ID: 218: Murine cytomegalovirus triggers interferon-β in a TLR-, RLH-, and STING-dependent manner, whereas only TLR/RLH-dependent signaling is needed for survival

Abstract

The cytomegalovirus (CMV), a member of the beta-herpesvirus family, is widely spread among the world population and causes lifelong latent infections, which can lead to severe diseases in immunocompromised patients. Therefore, it is important to understand the interplay between different immune mechanisms that are essential for the control of CMV infection. To dissect the role of different recognition platforms, MyD88Trif−/− and Cardif−/− mice devoid of TLR- or RLH-dependent signaling, respectively, or MyD88TrifCardif−/− mice and STING−/− mice were i.v. infected with mouse adapted MCMV Δ m157. 75% of MyD88TrifCardif−/− mice succumbed to CMV infection within 7 days, whereas basically all MyD88Trif−/−, Cardif−/−, and STING−/− mice survived without signs of severe disease. Nevertheless, analysis of IFN- β reporter mice with the described recognition receptor deficiencies revealed that during the early phase of infection within the liver CMV induced IFN- β in a STING-dependent manner. In contrast, in MyD88TrifCardif−/− IFN- β reporter mice an enhanced reporter induction was detected during early and late phase of infection.
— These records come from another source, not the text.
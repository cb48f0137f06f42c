//! Rate limit rules and request matching.
//!
//! A [`RateRule`] describes one admission policy: the methods and resources it
//! applies to, its quota and the address ranges exempt from it. Rules are
//! loaded once into a [`RuleSet`] and shared read-only by every request.

use ipnet::IpNet;
use serde::{Deserialize, Serialize};
use std::net::IpAddr;
use std::path::Path;
use tracing::info;

use super::bucket::Rate;
use super::parser;
use crate::error::Result;

/// Method string covering every HTTP method.
pub const ANY_METHOD: &str = "*";

/// Resource component used for rules without an explicit resource list.
pub const ALL_RESOURCES: &str = "*";

/// One admission policy.
#[derive(Debug, Clone, PartialEq)]
pub struct RateRule {
    /// Methods this rule covers, kept exactly as configured
    pub methods: String,
    /// Resource path prefixes; empty means every resource
    pub resources: Vec<String>,
    /// Requests allowed per `unit`
    pub rate: i64,
    /// Bucket capacity
    pub burst: i64,
    /// Quota unit; anything unrecognized means unlimited
    pub unit: String,
    /// Address ranges exempt from this rule
    pub whitelist: Vec<IpNet>,
}

impl RateRule {
    /// Create a rule applying to every resource.
    pub fn new(methods: impl Into<String>, rate: i64, burst: i64, unit: impl Into<String>) -> Self {
        Self {
            methods: methods.into(),
            resources: Vec::new(),
            rate,
            burst,
            unit: unit.into(),
            whitelist: Vec::new(),
        }
    }

    /// Restrict the rule to an additional resource prefix.
    pub fn with_resource(mut self, resource: impl Into<String>) -> Self {
        self.resources.push(resource.into());
        self
    }

    /// Exempt an address range from the rule.
    pub fn with_whitelist(mut self, net: IpNet) -> Self {
        self.whitelist.push(net);
        self
    }

    /// Refill rate of buckets created for this rule.
    pub fn refill_rate(&self) -> Rate {
        Rate::from_quota(self.rate, &self.unit)
    }

    /// Whether the rule applies to `method`.
    ///
    /// `*` covers every method; otherwise `methods` is a comma-separated list
    /// and `method` must equal one of its entries.
    pub fn covers_method(&self, method: &str) -> bool {
        self.methods == ANY_METHOD || self.methods.split(',').any(|m| m.trim() == method)
    }

    /// The configured resources that `path` falls under, in order.
    ///
    /// A rule without resources yields [`ALL_RESOURCES`] for every path.
    pub fn matching_resources<'a>(&'a self, path: &'a str) -> impl Iterator<Item = &'a str> + 'a {
        let implicit = self.resources.is_empty().then_some(ALL_RESOURCES);
        implicit.into_iter().chain(
            self.resources
                .iter()
                .map(String::as_str)
                .filter(move |resource| path.starts_with(resource)),
        )
    }

    /// Whether `ip` is exempt from this rule.
    pub fn is_whitelisted(&self, ip: &IpAddr) -> bool {
        any_contains(&self.whitelist, ip)
    }
}

/// IPv4-mapped IPv6 addresses are matched as the IPv4 address they carry,
/// so `::ffff:10.1.2.3` falls inside `10.0.0.0/8`.
fn any_contains(nets: &[IpNet], ip: &IpAddr) -> bool {
    let ip = ip.to_canonical();
    nets.iter().any(|net| net.contains(&ip))
}

/// Which whitelist the gate consults for a rule.
#[derive(Debug, Clone, Copy, Default, PartialEq, Eq, Serialize, Deserialize)]
#[serde(rename_all = "lowercase")]
pub enum WhitelistScope {
    /// Union of every rule's ranges exempts from every rule
    #[default]
    Global,
    /// A rule's ranges exempt only from that rule
    Rule,
}

/// A set of parsed address ranges.
#[derive(Debug, Clone, Default, PartialEq)]
pub struct Whitelist {
    nets: Vec<IpNet>,
}

impl Whitelist {
    /// Create a whitelist from parsed ranges.
    pub fn new(nets: Vec<IpNet>) -> Self {
        Self { nets }
    }

    /// Collect the ranges of every rule, in rule order.
    pub fn from_rules(rules: &[RateRule]) -> Self {
        Self::new(
            rules
                .iter()
                .flat_map(|rule| rule.whitelist.iter().copied())
                .collect(),
        )
    }

    /// Whether any range contains `ip`.
    pub fn contains(&self, ip: &IpAddr) -> bool {
        any_contains(&self.nets, ip)
    }

    pub fn len(&self) -> usize {
        self.nets.len()
    }

    pub fn is_empty(&self) -> bool {
        self.nets.is_empty()
    }
}

/// The complete, immutable rule configuration.
#[derive(Debug, Clone, Default)]
pub struct RuleSet {
    rules: Vec<RateRule>,
    whitelist: Whitelist,
}

impl RuleSet {
    /// Create a rule set, precomputing the combined whitelist.
    pub fn new(rules: Vec<RateRule>) -> Self {
        let whitelist = Whitelist::from_rules(&rules);
        Self { rules, whitelist }
    }

    /// Load rules from a file in the `ratelimit` directive syntax.
    pub fn from_file<P: AsRef<Path>>(path: P) -> Result<Self> {
        let path = path.as_ref();
        info!(path = %path.display(), "Loading rate limit rules");

        let contents = std::fs::read_to_string(path)?;
        Self::parse(&contents)
    }

    /// Parse rules from a string in the `ratelimit` directive syntax.
    pub fn parse(source: &str) -> Result<Self> {
        let rules = parser::parse_rules(source)?;
        info!(
            rules = rules.len(),
            whitelist_ranges = rules.iter().map(|r| r.whitelist.len()).sum::<usize>(),
            "Rate limit rules loaded"
        );
        Ok(Self::new(rules))
    }

    /// Rules in configuration order.
    pub fn rules(&self) -> &[RateRule] {
        &self.rules
    }

    /// Union of every rule's whitelist.
    pub fn whitelist(&self) -> &Whitelist {
        &self.whitelist
    }

    pub fn len(&self) -> usize {
        self.rules.len()
    }

    pub fn is_empty(&self) -> bool {
        self.rules.is_empty()
    }
}

#[cfg(test)]
mod tests {
    use super::*;

    fn net(cidr: &str) -> IpNet {
        cidr.parse().unwrap()
    }

    fn ip(addr: &str) -> IpAddr {
        addr.parse().unwrap()
    }

    #[test]
    fn test_any_method() {
        let rule = RateRule::new("*", 1, 1, "second");

        assert!(rule.covers_method("GET"));
        assert!(rule.covers_method("DELETE"));
    }

    #[test]
    fn test_method_list() {
        let rule = RateRule::new("GET,POST", 1, 1, "second");

        assert!(rule.covers_method("GET"));
        assert!(rule.covers_method("POST"));
        assert!(!rule.covers_method("PUT"));
        assert!(!rule.covers_method("get"));
        assert!(!rule.covers_method("GE"));
    }

    #[test]
    fn test_rule_without_resources_matches_everything() {
        let rule = RateRule::new("GET", 1, 1, "second");

        let matched: Vec<&str> = rule.matching_resources("/anything/at/all").collect();
        assert_eq!(matched, vec![ALL_RESOURCES]);
    }

    #[test]
    fn test_resources_match_by_prefix_in_order() {
        let rule = RateRule::new("GET", 1, 1, "second")
            .with_resource("/api/v1")
            .with_resource("/static")
            .with_resource("/api");

        let matched: Vec<&str> = rule.matching_resources("/api/v1/users").collect();
        assert_eq!(matched, vec!["/api/v1", "/api"]);

        assert_eq!(rule.matching_resources("/other").count(), 0);
    }

    #[test]
    fn test_rule_whitelist() {
        let rule = RateRule::new("GET", 1, 1, "second")
            .with_whitelist(net("10.0.0.0/8"))
            .with_whitelist(net("2001:db8::/32"));

        assert!(rule.is_whitelisted(&ip("10.1.2.3")));
        assert!(rule.is_whitelisted(&ip("2001:db8::1")));
        assert!(!rule.is_whitelisted(&ip("11.0.0.1")));
        assert!(!rule.is_whitelisted(&ip("::1")));
    }

    #[test]
    fn test_ipv4_mapped_addresses_match_ipv4_ranges() {
        let rule = RateRule::new("GET", 1, 1, "second").with_whitelist(net("10.0.0.0/8"));
        let set = RuleSet::new(vec![rule.clone()]);

        assert!(rule.is_whitelisted(&ip("::ffff:10.1.2.3")));
        assert!(set.whitelist().contains(&ip("::ffff:10.1.2.3")));
        assert!(!rule.is_whitelisted(&ip("::ffff:11.1.2.3")));
        assert!(!set.whitelist().contains(&ip("::ffff:11.1.2.3")));
    }

    #[test]
    fn test_rule_set_combines_whitelists() {
        let rules = vec![
            RateRule::new("GET", 1, 1, "second").with_whitelist(net("10.0.0.0/8")),
            RateRule::new("POST", 1, 1, "second"),
            RateRule::new("PUT", 1, 1, "second").with_whitelist(net("192.168.0.0/16")),
        ];
        let set = RuleSet::new(rules);

        assert_eq!(set.len(), 3);
        assert_eq!(set.whitelist().len(), 2);
        assert!(set.whitelist().contains(&ip("10.9.9.9")));
        assert!(set.whitelist().contains(&ip("192.168.1.1")));
        assert!(!set.whitelist().contains(&ip("172.16.0.1")));
    }

    #[test]
    fn test_refill_rate_follows_unit() {
        assert_eq!(RateRule::new("GET", 60, 1, "minute").refill_rate(), Rate::PerSecond(1.0));
        assert_eq!(RateRule::new("GET", 60, 1, "lightyear").refill_rate(), Rate::Unlimited);
    }

    #[test]
    fn test_rule_set_from_missing_file() {
        let err = RuleSet::from_file("/nonexistent/turnstile/rules.conf").unwrap_err();
        assert!(matches!(err, crate::error::TurnstileError::Io(_)));
    }
}
//! Turnstile - Per-Client Admission Control
//!
//! This crate decides, per incoming request, whether to admit or reject it
//! based on token-bucket rate budgets keyed by client address, HTTP method and
//! requested resource. Rules are loaded once from a `ratelimit` directive file;
//! the gate wraps any downstream [`gate::Handler`].

pub mod config;
pub mod error;
pub mod gate;
pub mod ratelimit;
In lymph nodes only the second wave of IFN- β production was detectable. This lymph node-specific IFN- β induction was reduced in MyD88TrifCardif−/− mice, whereas its magnitude was comparable in STING−/− and C57BL/6 mice. In conclusion, the obtained results indicated an important, but not exclusive role of TLR- and RLH-signaling in protection against MCMV Δ m157 infection. While STING-dependent signaling was not necessary to protect against CMV infection, it seemed to be crucial for the induction of early IFN- β within the liver.